Test makers analyze a job for the personality traits that would make workers successful, and then design questions to detect those traits, Dr. Griffith says. The right answer depends on what the employer is looking for; what's good for one job could be bad for another. The tests are designed to reveal an applicant's behavior patterns, not necessarily what someone would do in any particular situation, he adds. "For any given instance, I wouldn't bet a dime" that the assessment would necessarily predict a person's actions, he says.
Facing the perennial challenge of hiring the right applicant, more employers have adopted prehire tests in recent years, thanks in part to the Internet making distribution cheaper and easier. About 70% of entry- and midlevel jobs at big companies now include testing, says Scott Erker, a senior vice president at Development Dimensions International, a Bridgeville, Pa., human-resources consultancy.
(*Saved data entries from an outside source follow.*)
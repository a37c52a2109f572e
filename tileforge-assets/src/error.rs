//! Asset error types.

use std::path::PathBuf;
use thiserror::Error;

/// Errors from asset loading.
///
/// Failed loads are returned to the caller and never cached; a later
/// request for the same key retries the load.
#[derive(Debug, Error)]
pub enum AssetError {
    #[error("failed to read asset {path}: {source}")]
    Io {
        path: PathBuf,
        #[source]
        source: std::io::Error,
    },

    #[error("invalid JSON in asset {path}: {source}")]
    Json {
        path: PathBuf,
        #[source]
        source: serde_json::Error,
    },
}
//! The dispatcher: listener registry plus routing.

use crate::event::{Event, EventKind};
use std::collections::{HashMap, HashSet};
use std::rc::Rc;
use tileforge_fsm::{Machine, State};

/// Session contract: any value holding a live [`Machine`] whose current
/// state drives event routing.
pub trait HasMachine {
    /// The session's state machine.
    fn machine(&self) -> &Machine;

    /// Mutable access, so listeners can trigger transitions.
    fn machine_mut(&mut self) -> &mut Machine;
}

/// A registered listener.
///
/// Listeners receive the event and the session; return values are
/// discarded. Identity for registration purposes is the `Rc` pointer,
/// so clone the same `Rc` to refer to "the same listener".
pub type Listener<E, S> = Rc<dyn Fn(&E, &mut S)>;

/// Wraps a closure into a [`Listener`].
pub fn listener<E, S, F>(f: F) -> Listener<E, S>
where
    F: Fn(&E, &mut S) + 'static,
{
    Rc::new(f)
}

/// Routes events to listeners keyed by the session's current FSM state.
///
/// The registry maps `(state, Some(kind))` and `(state, None)` keys to
/// listener sets; `None` is the wildcard kind, matching every event in
/// that state. Listener sets have set semantics: re-registering the
/// same `Rc` under the same key is a no-op.
pub struct Dispatcher<E, S> {
    /// Listener sets by routing key.
    listeners: HashMap<(State, Option<EventKind>), Vec<Listener<E, S>>>,

    /// Injected batch supplier, decoupling the dispatcher from the
    /// concrete input toolkit.
    source: Box<dyn FnMut() -> Vec<E>>,

    /// Listeners already bulk-registered through `register_for`,
    /// tracked by pointer so a repeated call is a no-op.
    bulk_registered: HashSet<usize>,
}

impl<E: Event, S: HasMachine> Dispatcher<E, S> {
    /// Creates a dispatcher around an event source.
    ///
    /// The source is a zero-argument closure returning the current
    /// batch of pending events, called once per
    /// [`Dispatcher::handle_events`].
    pub fn new(source: impl FnMut() -> Vec<E> + 'static) -> Self {
        Self {
            listeners: HashMap::new(),
            source: Box::new(source),
            bulk_registered: HashSet::new(),
        }
    }

    /// Registers `listener` for `state` and an event kind, or for every
    /// kind when `kind` is `None`.
    ///
    /// Idempotent: registering the same `Rc` under the same key again
    /// leaves the registry unchanged.
    pub fn register(
        &mut self,
        state: impl Into<State>,
        listener: Listener<E, S>,
        kind: Option<EventKind>,
    ) {
        let bucket = self.listeners.entry((state.into(), kind)).or_default();
        if !bucket.iter().any(|l| Rc::ptr_eq(l, &listener)) {
            bucket.push(listener);
        }
    }

    /// Registers one listener for every state in `states`, exactly once
    /// per listener even if called repeatedly.
    ///
    /// Repeat-suppression is tracked on the listener itself (by
    /// pointer), not by scanning the registry, so a listener bulk-
    /// registered once is skipped wholesale on later calls regardless
    /// of the states requested.
    pub fn register_for<I, T>(&mut self, states: I, listener: Listener<E, S>, kind: Option<EventKind>)
    where
        I: IntoIterator<Item = T>,
        T: Into<State>,
    {
        if !self.bulk_registered.insert(ptr_of(&listener)) {
            return;
        }
        for state in states {
            self.register(state, listener.clone(), kind);
        }
    }

    /// Number of listeners registered under `(state, kind)`.
    pub fn listener_count(&self, state: &str, kind: Option<EventKind>) -> usize {
        self.listeners
            .get(&(State::from(state), kind))
            .map(Vec::len)
            .unwrap_or(0)
    }

    /// Routes one event to the listeners matching the session's current
    /// state.
    ///
    /// The routing state is snapshotted once, before any listener runs:
    /// a listener that transitions the machine mid-dispatch does not
    /// change which listeners were selected for this event. The
    /// selected set is the union of the `(state, kind)` and
    /// `(state, wildcard)` buckets; a listener present in both fires
    /// once. Invocation order across listeners is unspecified.
    ///
    /// Listener panics are not caught here; they propagate to the
    /// caller, where the session loop decides recovery policy.
    pub fn dispatch(&self, event: &E, session: &mut S) {
        let state = session.machine().state().clone();
        let kind = event.kind();

        let mut selected: Vec<&Listener<E, S>> = Vec::new();
        for key in [(state.clone(), Some(kind)), (state.clone(), None)] {
            if let Some(bucket) = self.listeners.get(&key) {
                for listener in bucket {
                    if !selected.iter().any(|l| Rc::ptr_eq(l, listener)) {
                        selected.push(listener);
                    }
                }
            }
        }

        tracing::trace!(state = %state, kind, count = selected.len(), "dispatching event");
        for listener in selected {
            listener(event, session);
        }
    }

    /// Pulls the pending batch from the event source and dispatches
    /// each event in the order the source returned them.
    ///
    /// The routing state is re-read fresh before each event, so a
    /// listener that transitions the machine affects the routing of the
    /// remaining events in the same batch.
    pub fn handle_events(&mut self, session: &mut S) {
        let events = (self.source)();
        for event in events {
            self.dispatch(&event, session);
        }
    }
}

fn ptr_of<E, S>(listener: &Listener<E, S>) -> usize {
    Rc::as_ptr(listener) as *const () as usize
}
Sherri Merbach, senior director for organizational development for Orange Lake Resorts, which sells time shares in Florida, says prehire personality tests are especially helpful in hiring salespeople. Sales applicants are usually able to make a good impression -- and thus interview well -- but sometimes offer answers that don't display great urgency, another quality that Orange Lake is seeking in its sales force.
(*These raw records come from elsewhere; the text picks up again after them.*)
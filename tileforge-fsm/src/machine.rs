//! The state machine itself.
//!
//! A [`Machine`] owns a current state and a table of named transitions,
//! and exposes each transition name as a trigger validated against the
//! current state at call time. Callback chains hang off event names:
//! `on_before_<name>` guards may veto the transition, `on_<name>`
//! callbacks run after the state change.

use crate::error::FsmError;
use crate::transition::{State, TransitionDef};
use serde_json::Value;
use std::collections::{HashMap, HashSet};

/// A callback attached to a transition event.
///
/// Callbacks receive the trigger payload mutably so side effects made
/// by every callback in a chain are visible to the caller. For guard
/// callbacks (`on_before_<name>`), returning `Some(Value::Bool(false))`
/// vetoes the transition; `None` and `Some(Value::Null)` mean "no
/// opinion, proceed".
pub type Callback = Box<dyn FnMut(&mut Value) -> Option<Value>>;

/// Names that cannot be used for transitions because they collide with
/// the machine's own operations and accessors.
const RESERVED_NAMES: &[&str] = &[
    "new",
    "with_callbacks",
    "from_json",
    "state",
    "set_state",
    "is_state",
    "can",
    "trigger",
    "trigger_with",
    "add_transition",
    "add_callback",
    "transitions",
    "possible_states",
    "triggers_from",
    "available_triggers",
    "callbacks",
];

/// Result of triggering a transition.
#[derive(Debug, Clone, PartialEq)]
pub struct TriggerResult {
    /// State the machine was in when the trigger fired.
    pub from_state: State,

    /// Registered destination of the edge.
    pub to_state: State,

    /// False if a guard callback vetoed the transition. When false the
    /// machine is still in `from_state` and no `on_<name>` callback ran.
    pub applied: bool,

    /// The last `on_<name>` callback's return value, or the vetoing
    /// guard's value when `applied` is false. `None` if no callback
    /// returned anything.
    pub value: Option<Value>,
}

/// A finite state machine with dynamically registered transitions.
///
/// States and transition names are not declared up front as a closed
/// set; they are inferred from the registered transitions, and the
/// machine accepts new transitions at any time. A state with no
/// outgoing transitions is terminal by construction.
///
/// # Example
///
/// ```
/// use tileforge_fsm::{Machine, TransitionDef};
///
/// let mut door = Machine::new(
///     "opened",
///     vec![
///         TransitionDef::new("open", "closed", "opened"),
///         TransitionDef::new("close", "opened", "closed"),
///     ],
/// )
/// .unwrap();
///
/// door.trigger("close").unwrap();
/// assert!(door.is_state("closed"));
/// ```
pub struct Machine {
    /// Current state.
    state: State,

    /// Authoritative transition table: (source, name) -> destination.
    transitions: HashMap<(State, String), State>,

    /// Derived index: state -> names triggerable from it.
    source_to_names: HashMap<State, HashSet<String>>,

    /// Every state appearing as a source or destination.
    possible_states: HashSet<State>,

    /// Callback chains keyed by event name (`on_<name>`,
    /// `on_before_<name>`), invoked in registration order.
    callbacks: HashMap<String, Vec<Callback>>,
}

impl Machine {
    /// Creates a machine in `initial` with the given transitions.
    ///
    /// Fails if any descriptor has an illegal name or duplicates an
    /// earlier `(source, name)` pair.
    pub fn new(initial: impl Into<State>, defs: Vec<TransitionDef>) -> Result<Self, FsmError> {
        let mut machine = Self {
            state: initial.into(),
            transitions: HashMap::new(),
            source_to_names: HashMap::new(),
            possible_states: HashSet::new(),
            callbacks: HashMap::new(),
        };

        for def in defs {
            machine.add_transition(def)?;
        }

        Ok(machine)
    }

    /// Creates a machine with callback chains supplied up front.
    ///
    /// Equivalent to [`Machine::new`] followed by
    /// [`Machine::add_callback`] per entry, so constructor-supplied
    /// callbacks run before any registered later under the same event.
    pub fn with_callbacks(
        initial: impl Into<State>,
        defs: Vec<TransitionDef>,
        callbacks: Vec<(String, Callback)>,
    ) -> Result<Self, FsmError> {
        let mut machine = Self::new(initial, defs)?;
        for (event, callback) in callbacks {
            machine.add_callback(&event, callback)?;
        }
        Ok(machine)
    }

    /// Creates a machine from a JSON array of transition descriptors.
    pub fn from_json(initial: impl Into<State>, defs: &Value) -> Result<Self, FsmError> {
        let defs: Vec<TransitionDef> = serde_json::from_value(defs.clone())?;
        Self::new(initial, defs)
    }

    /// Registers one transition.
    ///
    /// Fails with [`FsmError::IllegalName`] if the name is empty,
    /// reserved, `on_`- or `before_`-prefixed (either prefix collides
    /// with callback event naming), or if `(source, name)` is already
    /// registered. Re-registering the identical triple is rejected too;
    /// silent redefinition is never allowed. A failed registration
    /// leaves the table, the per-source index, and `possible_states`
    /// untouched.
    pub fn add_transition(&mut self, def: TransitionDef) -> Result<(), FsmError> {
        check_name(&def.name)?;

        let key = (def.source.clone(), def.name.clone());
        if let Some(existing) = self.transitions.get(&key) {
            return Err(FsmError::IllegalName {
                name: def.name.clone(),
                reason: format!(
                    "an edge from '{}' to '{}' already exists under this name",
                    def.source, existing
                ),
            });
        }

        self.possible_states.insert(def.source.clone());
        self.possible_states.insert(def.destination.clone());
        self.source_to_names
            .entry(def.source.clone())
            .or_default()
            .insert(def.name.clone());
        self.transitions.insert(key, def.destination);

        Ok(())
    }

    /// Triggers a transition by name with an empty payload.
    ///
    /// See [`Machine::trigger_with`].
    pub fn trigger(&mut self, name: &str) -> Result<TriggerResult, FsmError> {
        let mut payload = Value::Null;
        self.trigger_with(name, &mut payload)
    }

    /// Triggers a transition by name, forwarding `payload` to every
    /// callback in the `on_before_<name>` and `on_<name>` chains.
    ///
    /// Fails with [`FsmError::IllegalTransition`] if the current state
    /// has no edge under `name`; no state mutation and no callback
    /// invocation happens in that case.
    ///
    /// Guards run strictly before the state mutation and short-circuit
    /// at the first veto; `on_<name>` callbacks run strictly after it.
    /// When several `on_<name>` callbacks are registered only the last
    /// return value is reported, but the side effects of all of them
    /// are applied.
    pub fn trigger_with(
        &mut self,
        name: &str,
        payload: &mut Value,
    ) -> Result<TriggerResult, FsmError> {
        let key = (self.state.clone(), name.to_string());
        let to_state = match self.transitions.get(&key) {
            Some(destination) => destination.clone(),
            None => {
                return Err(FsmError::IllegalTransition {
                    name: name.to_string(),
                    state: self.state.to_string(),
                })
            }
        };
        let from_state = self.state.clone();

        if let Some(guards) = self.callbacks.get_mut(&format!("on_before_{name}")) {
            for guard in guards.iter_mut() {
                let verdict = guard(payload);
                if matches!(verdict, Some(Value::Bool(false))) {
                    tracing::debug!(trigger = name, state = %from_state, "transition vetoed");
                    return Ok(TriggerResult {
                        from_state,
                        to_state,
                        applied: false,
                        value: verdict,
                    });
                }
            }
        }

        self.state = to_state.clone();
        tracing::debug!(trigger = name, from = %from_state, to = %to_state, "transition applied");

        let mut value = None;
        if let Some(chain) = self.callbacks.get_mut(&format!("on_{name}")) {
            for callback in chain.iter_mut() {
                value = callback(payload);
            }
        }

        Ok(TriggerResult {
            from_state,
            to_state,
            applied: true,
            value,
        })
    }

    /// Registers an additional callback for `event`.
    ///
    /// `event` must be `on_<name>` or `on_before_<name>` for a
    /// transition name already known to the machine; otherwise
    /// [`FsmError::IllegalCallback`]. The check happens at call time: a
    /// transition added later does not revive a previously rejected
    /// event name. Callbacks for the same event run in registration
    /// order.
    pub fn add_callback<F>(&mut self, event: &str, callback: F) -> Result<(), FsmError>
    where
        F: FnMut(&mut Value) -> Option<Value> + 'static,
    {
        let name = event
            .strip_prefix("on_before_")
            .or_else(|| event.strip_prefix("on_"));

        let known = match name {
            Some(name) => self.transitions.keys().any(|(_, n)| n == name),
            None => false,
        };
        if !known {
            return Err(FsmError::IllegalCallback {
                event: event.to_string(),
            });
        }

        self.callbacks
            .entry(event.to_string())
            .or_default()
            .push(Box::new(callback));

        Ok(())
    }

    /// Returns the current state.
    pub fn state(&self) -> &State {
        &self.state
    }

    /// Returns true if the current state equals `state`.
    pub fn is_state(&self, state: &str) -> bool {
        self.state.as_str() == state
    }

    /// Returns true if `name` can be triggered from the current state.
    pub fn can(&self, name: &str) -> bool {
        self.transitions
            .contains_key(&(self.state.clone(), name.to_string()))
    }

    /// Forces the current state, bypassing transitions and callbacks.
    ///
    /// Intended for restoring a saved session; during play, state
    /// changes should go through [`Machine::trigger`].
    pub fn set_state(&mut self, state: impl Into<State>) {
        self.state = state.into();
    }

    /// Read-only view of the transition table.
    pub fn transitions(&self) -> &HashMap<(State, String), State> {
        &self.transitions
    }

    /// Every state appearing as a source or destination of a
    /// registered transition.
    pub fn possible_states(&self) -> &HashSet<State> {
        &self.possible_states
    }

    /// Names triggerable from `state`. Empty for unknown or terminal
    /// states.
    pub fn triggers_from(&self, state: &str) -> HashSet<&str> {
        self.source_to_names
            .get(&State::from(state))
            .map(|names| names.iter().map(String::as_str).collect())
            .unwrap_or_default()
    }

    /// Names triggerable from the current state.
    pub fn available_triggers(&self) -> HashSet<&str> {
        self.triggers_from(self.state.as_str())
    }
}

fn check_name(name: &str) -> Result<(), FsmError> {
    if name.is_empty() {
        return Err(FsmError::IllegalName {
            name: name.to_string(),
            reason: "transition names must not be empty".to_string(),
        });
    }
    if RESERVED_NAMES.contains(&name) {
        return Err(FsmError::IllegalName {
            name: name.to_string(),
            reason: "name is reserved by the machine".to_string(),
        });
    }
    if name.starts_with("on_") {
        return Err(FsmError::IllegalName {
            name: name.to_string(),
            reason: "names starting with 'on_' collide with callback event names".to_string(),
        });
    }
    // A transition 'before_save' would make the event 'on_before_save'
    // ambiguous: after-callback for it, or guard for 'save'.
    if name.starts_with("before_") {
        return Err(FsmError::IllegalName {
            name: name.to_string(),
            reason: "names starting with 'before_' make callback event names ambiguous"
                .to_string(),
        });
    }
    Ok(())
}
Ms. Merbach has used bad test scores to dissuade colleagues from offering jobs to some suave candidates. "You're less likely to make a bad hiring decision," she says.
Employers and testing companies are aware that some applicants give misleading answers. So they include questions designed to weed out fakers. But Dr. Griffith says some of these tactics can backfire.
One common question designed to trap fakers asks applicants whether they have or haven't done something common but frowned upon, such as "I have never looked at a dirty book or magazine." In theory, liars are more apt to say they never have, while honest people admit the behavior.
But savvy applicants know to confess. "They fake those in the reverse direction," says Dr. Griffith. Another problem: Applicants who answer truthfully that they've never looked a naughty magazine can be labeled liars.
Ms. Merbach, from the time-share company, says the test she uses, by CraftSystems Inc., is sophisticated enough to reduce the likelihood of faking and is a good predictor of job performance.
CraftSystems, Bradenton, Fla., works with Dr. Griffith and has conducted studies to weed out questions that lend themselves to fake answers. Statements such as "I am highly motivated to achieve outstanding results" and "I am more outgoing than shy" were deemed too transparent. Respondents could tell what the question was looking for and answered accordingly.
Some employers say tests are useful, but need to be used together with other ways of judging applicants. Steve Suggs, president of sales at Sales Manage Solutions LLC, a Knoxville, Tenn., consulting firm, advises clients to use assessments to help make hiring decisions. But he cautions clients not to base hiring decisions solely on the test, because the answers don't always reflect all of an applicant's characteristics.
For example, he says test results may suggest that an applicant is cold and self-centered. In person, though, the applicant may demonstrate that he's learned to control these tendencies and could be effective. In a hiring decision, "there are other factors that come into play," Mr. Suggs says.